L’actualité politique reste dominée par le processus de dialogue national inclusif lancé par le Président Félix Tshisekedi après sa rencontre, vendredi, avec les responsables des confessions religieuses conduites par le cardinal Fridolin Ambongo.
La Conférence épiscopale nationale du Congo (CENCO) et l’Église du Christ au Congo (ECC) ont entamé samedi 18 juillet une série de consultations avec les acteurs politiques au sujet du dialogue national inclusif lancé par le Président Félix Tshisekedi.
Lors de la première étape de ce samedi, les chefs religieux ont échangé avec les responsables de la coalition d’opposition C64, notamment sur la marche annoncée pour le 22 juillet, pour exiger la démission du Président Félix Tshisekedi. La décision du rapport ou de l’annulation de la manifestation pourrait être annoncée lundi 20 juillet, lors d’une réunion des dirigeants de l’opposition.

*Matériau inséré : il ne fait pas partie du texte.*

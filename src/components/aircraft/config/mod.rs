mod aircraft;
mod geometry;
mod mass;
mod propulsion;

pub use aircraft::{AircraftConfig, AircraftSource};
pub use geometry::{trainer_surfaces, SurfaceConfig};
pub use mass::MassModel;
pub use propulsion::PowerplantConfig;
pub mod constants;
pub mod errors;
pub mod math;

pub use constants::*;
pub use errors::*;
pub use math::*;
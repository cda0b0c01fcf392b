use std::io;
use thiserror::Error;

/// Construction-time precondition violations. The simulation step itself never fails.
#[derive(Error, Debug)]
pub enum FlightModelError {
    #[error("Invalid mass: {0}")]
    InvalidMass(String),

    #[error("Invalid inertia tensor: {0}")]
    InvalidInertia(String),

    #[error("Invalid airfoil table: {0}")]
    InvalidAirfoil(String),

    #[error("Invalid surface geometry: {0}")]
    InvalidSurface(String),

    #[error("Missing control surface: {0}")]
    MissingControlSurface(String),

    #[error("Invalid parameter: {0}")]
    InvalidParameter(String),
}

#[derive(Error, Debug)]
pub enum ConfigError {
    #[error("Failed to read config file: {0}")]
    FileError(#[from] io::Error),

    #[error("Failed to parse YAML: {0}")]
    YamlError(#[from] serde_yaml::Error),

    #[error("Invalid aircraft configuration: {0}")]
    ValidationError(String),

    #[error("Flight model error: {0}")]
    Model(#[from] FlightModelError),
}
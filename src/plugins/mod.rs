mod flight;

pub use flight::{spawn_aircraft, spawn_built_aircraft, FlightModelPlugin, FlightSet};
mod step;
mod telemetry;

pub use step::{aircraft_step_system, environment_sync_system};
pub use telemetry::{telemetry_log_system, TelemetryEvent};
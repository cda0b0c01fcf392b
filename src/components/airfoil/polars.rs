use std::sync::{Arc, LazyLock};

use super::{AirfoilSample, AirfoilTable};

// Polars sampled every degree from -20 to +20 deg at Re ~ 1e6.

/// Symmetric section used for control surfaces and the tail.
pub const NACA_0012_POLAR: [AirfoilSample; 41] = [
    AirfoilSample::new(-20.0, -1.18, 0.1905),
    AirfoilSample::new(-19.0, -1.24, 0.1492),
    AirfoilSample::new(-18.0, -1.3, 0.1119),
    AirfoilSample::new(-17.0, -1.36, 0.0793),
    AirfoilSample::new(-16.0, -1.42, 0.0518),
    AirfoilSample::new(-15.0, -1.48, 0.0309),
    AirfoilSample::new(-14.0, -1.54, 0.02),
    AirfoilSample::new(-13.0, -1.43, 0.0181),
    AirfoilSample::new(-12.0, -1.32, 0.0163),
    AirfoilSample::new(-11.0, -1.21, 0.0146),
    AirfoilSample::new(-10.0, -1.1, 0.0131),
    AirfoilSample::new(-9.0, -0.99, 0.0117),
    AirfoilSample::new(-8.0, -0.88, 0.0104),
    AirfoilSample::new(-7.0, -0.77, 0.0094),
    AirfoilSample::new(-6.0, -0.66, 0.0084),
    AirfoilSample::new(-5.0, -0.55, 0.0076),
    AirfoilSample::new(-4.0, -0.44, 0.007),
    AirfoilSample::new(-3.0, -0.33, 0.0065),
    AirfoilSample::new(-2.0, -0.22, 0.0061),
    AirfoilSample::new(-1.0, -0.11, 0.0059),
    AirfoilSample::new(0.0, 0.0, 0.0058),
    AirfoilSample::new(1.0, 0.11, 0.0059),
    AirfoilSample::new(2.0, 0.22, 0.0061),
    AirfoilSample::new(3.0, 0.33, 0.0065),
    AirfoilSample::new(4.0, 0.44, 0.007),
    AirfoilSample::new(5.0, 0.55, 0.0076),
    AirfoilSample::new(6.0, 0.66, 0.0084),
    AirfoilSample::new(7.0, 0.77, 0.0094),
    AirfoilSample::new(8.0, 0.88, 0.0104),
    AirfoilSample::new(9.0, 0.99, 0.0117),
    AirfoilSample::new(10.0, 1.1, 0.0131),
    AirfoilSample::new(11.0, 1.21, 0.0146),
    AirfoilSample::new(12.0, 1.32, 0.0163),
    AirfoilSample::new(13.0, 1.43, 0.0181),
    AirfoilSample::new(14.0, 1.54, 0.02),
    AirfoilSample::new(15.0, 1.48, 0.0309),
    AirfoilSample::new(16.0, 1.42, 0.0518),
    AirfoilSample::new(17.0, 1.36, 0.0793),
    AirfoilSample::new(18.0, 1.3, 0.1119),
    AirfoilSample::new(19.0, 1.24, 0.1492),
    AirfoilSample::new(20.0, 1.18, 0.1905),
];

/// Cambered section used for the main wing.
pub const NACA_2412_POLAR: [AirfoilSample; 41] = [
    AirfoilSample::new(-20.0, -0.486, 0.1436),
    AirfoilSample::new(-19.0, -0.556, 0.1061),
    AirfoilSample::new(-18.0, -0.626, 0.0732),
    AirfoilSample::new(-17.0, -0.696, 0.0455),
    AirfoilSample::new(-16.0, -0.766, 0.0244),
    AirfoilSample::new(-15.0, -0.836, 0.0133),
    AirfoilSample::new(-14.0, -0.906, 0.0142),
    AirfoilSample::new(-13.0, -0.976, 0.0152),
    AirfoilSample::new(-12.0, -1.046, 0.0163),
    AirfoilSample::new(-11.0, -0.938, 0.0147),
    AirfoilSample::new(-10.0, -0.83, 0.0132),
    AirfoilSample::new(-9.0, -0.722, 0.0119),
    AirfoilSample::new(-8.0, -0.614, 0.0107),
    AirfoilSample::new(-7.0, -0.506, 0.0096),
    AirfoilSample::new(-6.0, -0.398, 0.0087),
    AirfoilSample::new(-5.0, -0.29, 0.0079),
    AirfoilSample::new(-4.0, -0.182, 0.0073),
    AirfoilSample::new(-3.0, -0.074, 0.0068),
    AirfoilSample::new(-2.0, 0.034, 0.0065),
    AirfoilSample::new(-1.0, 0.142, 0.0063),
    AirfoilSample::new(0.0, 0.25, 0.0062),
    AirfoilSample::new(1.0, 0.358, 0.0063),
    AirfoilSample::new(2.0, 0.466, 0.0065),
    AirfoilSample::new(3.0, 0.574, 0.0068),
    AirfoilSample::new(4.0, 0.682, 0.0073),
    AirfoilSample::new(5.0, 0.79, 0.0079),
    AirfoilSample::new(6.0, 0.898, 0.0087),
    AirfoilSample::new(7.0, 1.006, 0.0096),
    AirfoilSample::new(8.0, 1.114, 0.0107),
    AirfoilSample::new(9.0, 1.222, 0.0119),
    AirfoilSample::new(10.0, 1.33, 0.0132),
    AirfoilSample::new(11.0, 1.438, 0.0147),
    AirfoilSample::new(12.0, 1.546, 0.0163),
    AirfoilSample::new(13.0, 1.654, 0.018),
    AirfoilSample::new(14.0, 1.762, 0.0199),
    AirfoilSample::new(15.0, 1.87, 0.0219),
    AirfoilSample::new(16.0, 1.8, 0.0326),
    AirfoilSample::new(17.0, 1.73, 0.0533),
    AirfoilSample::new(18.0, 1.66, 0.0805),
    AirfoilSample::new(19.0, 1.59, 0.113),
    AirfoilSample::new(20.0, 1.52, 0.15),
];

static NACA_0012: LazyLock<Arc<AirfoilTable>> = LazyLock::new(|| {
    Arc::new(AirfoilTable::from_slice(&NACA_0012_POLAR).expect("NACA 0012 polar is sorted"))
});

static NACA_2412: LazyLock<Arc<AirfoilTable>> = LazyLock::new(|| {
    Arc::new(AirfoilTable::from_slice(&NACA_2412_POLAR).expect("NACA 2412 polar is sorted"))
});

pub fn naca_0012() -> Arc<AirfoilTable> {
    Arc::clone(&NACA_0012)
}

pub fn naca_2412() -> Arc<AirfoilTable> {
    Arc::clone(&NACA_2412)
}
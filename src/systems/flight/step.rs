use bevy::prelude::*;
use std::sync::Mutex;

use crate::components::Aircraft;
use crate::resources::EnvironmentConfig;
use crate::systems::flight::TelemetryEvent;

/// Advances every aircraft by one fixed step.
///
/// Aircraft are independent, so entities are stepped in parallel. Telemetry samples are
/// gathered and sent once the parallel pass is done.
pub fn aircraft_step_system(
    mut query: Query<(Entity, &mut Aircraft)>,
    time: Res<Time<Fixed>>,
    mut telemetry_events: EventWriter<TelemetryEvent>,
) {
    let dt = time.delta_secs_f64();
    let samples = Mutex::new(Vec::new());

    query.par_iter_mut().for_each(|(entity, mut aircraft)| {
        if let Some(telemetry) = aircraft.update(dt) {
            if let Ok(mut samples) = samples.lock() {
                samples.push(TelemetryEvent { entity, telemetry });
            }
        }
    });

    let samples = samples
        .into_inner()
        .unwrap_or_else(|poisoned| poisoned.into_inner());
    if !samples.is_empty() {
        telemetry_events.send_batch(samples);
    }
}

/// Pushes a changed [`EnvironmentConfig`] onto every aircraft.
pub fn environment_sync_system(
    environment: Res<EnvironmentConfig>,
    mut query: Query<&mut Aircraft>,
) {
    if !environment.is_changed() {
        return;
    }

    for mut aircraft in query.iter_mut() {
        aircraft.set_environment(*environment);
    }
}
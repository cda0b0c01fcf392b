use flightmodel::{
    components::{AircraftConfig, AircraftSource, ControlInput, PolarLookup, SurfaceRole},
    utils::ConfigError,
};
use pretty_assertions::assert_eq;
use std::io::Write;
use tempfile::NamedTempFile;

use crate::common::{trainer_config, TRAINER_YAML};

fn write_config(contents: &str) -> NamedTempFile {
    let mut file = NamedTempFile::new().expect("create temp file");
    file.write_all(contents.as_bytes()).expect("write config");
    file.flush().expect("flush config");
    file
}

#[test]
fn test_load_aircraft_from_yaml_file() {
    let file = write_config(TRAINER_YAML);
    let config = AircraftConfig::new(AircraftSource::File(file.path().to_path_buf())).unwrap();

    assert_eq!(config.name, "YamlTrainer");
    assert_eq!(config.surfaces.len(), 6);
    assert_eq!(config.limits.aileron, 20.0);
    assert_eq!(config.limits.elevator, 5.0);
    assert_eq!(config.mass, trainer_config().mass);

    let mut aircraft = config.build().unwrap();
    assert_eq!(aircraft.throttle(), 0.25);
    assert_eq!(
        aircraft.surface(SurfaceRole::Rudder).unwrap().lookup,
        PolarLookup::Linear
    );

    aircraft.set_controls(ControlInput::new(1.0, 0.0, 0.0));
    aircraft.apply_controls();
    assert_eq!(
        aircraft.surface(SurfaceRole::LeftAileron).unwrap().deflection,
        20.0
    );
}

#[test]
fn test_yaml_trainer_matches_builtin_geometry() {
    let from_yaml = AircraftConfig::from_yaml_str(TRAINER_YAML).unwrap().build().unwrap();
    let builtin = trainer_config().build().unwrap();

    for (a, b) in from_yaml.surfaces().iter().zip(builtin.surfaces()) {
        assert_eq!(a.role(), b.role());
        assert_eq!(a.position(), b.position());
        approx::assert_relative_eq!(a.area(), b.area());
    }
}

#[test]
fn test_saved_config_loads_back() {
    let original = trainer_config();
    let file = write_config(&original.to_yaml_string().unwrap());
    let loaded = AircraftConfig::from_file(file.path()).unwrap();
    assert_eq!(loaded, original);
}

#[test]
fn test_malformed_yaml_is_a_yaml_error() {
    let file = write_config("name: Broken\nmass: [1, 2\n");
    let result = AircraftConfig::from_file(file.path());
    assert!(matches!(result, Err(ConfigError::YamlError(_))));
}

#[test]
fn test_unknown_airfoil_is_rejected() {
    let yaml = TRAINER_YAML.replace("Naca2412", "Naca9999");
    assert!(matches!(
        AircraftConfig::from_yaml_str(&yaml),
        Err(ConfigError::YamlError(_))
    ));
}

#[test]
fn test_duplicate_control_role_fails_to_build() {
    let yaml = TRAINER_YAML.replace("role: Elevator", "role: Rudder");
    let config = AircraftConfig::from_yaml_str(&yaml).unwrap();
    assert!(matches!(config.build(), Err(ConfigError::Model(_))));
}

#[test]
fn test_bundled_direct_torque_config_loads() {
    let path = std::path::Path::new(env!("CARGO_MANIFEST_DIR"))
        .join("configs")
        .join("trainer_direct_torque.yaml");
    let config = AircraftConfig::from_file(path).unwrap();
    assert_eq!(
        config.control_scheme,
        flightmodel::components::ControlScheme::direct_torque()
    );
    assert!(config.build().is_ok());
}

« Nous avons eu le temps d’échanger avec eux. Ils ont posé des questions pertinentes de leur point de vue, notamment la question sur l’inclusivité, où ils voulaient comprendre dans quels termes le dialogue va se passer. Ils ont également soulevé la question sur le sort de la Constitution », rapporte le pasteur Eric Senga, porte-parole de l’ECC.
Les opposants ont en effet mis en place leur coalition pour faire échec au projet de réforme constitutionnelle initié par le pouvoir en place.
La mission confiée aux dirigeants religieux, rappelle le pasteur Eric Senga, consiste à réconcilier le peuple, ramener tous les fils et filles du pays, « dans un cadre apaisé et consensuel où toutes les questions d’intérêt national seront abordées ».
Les médiateurs annoncent par ailleurs qu’ils poursuivront leurs consultations avec d’autres composantes de la classe politique et de la société.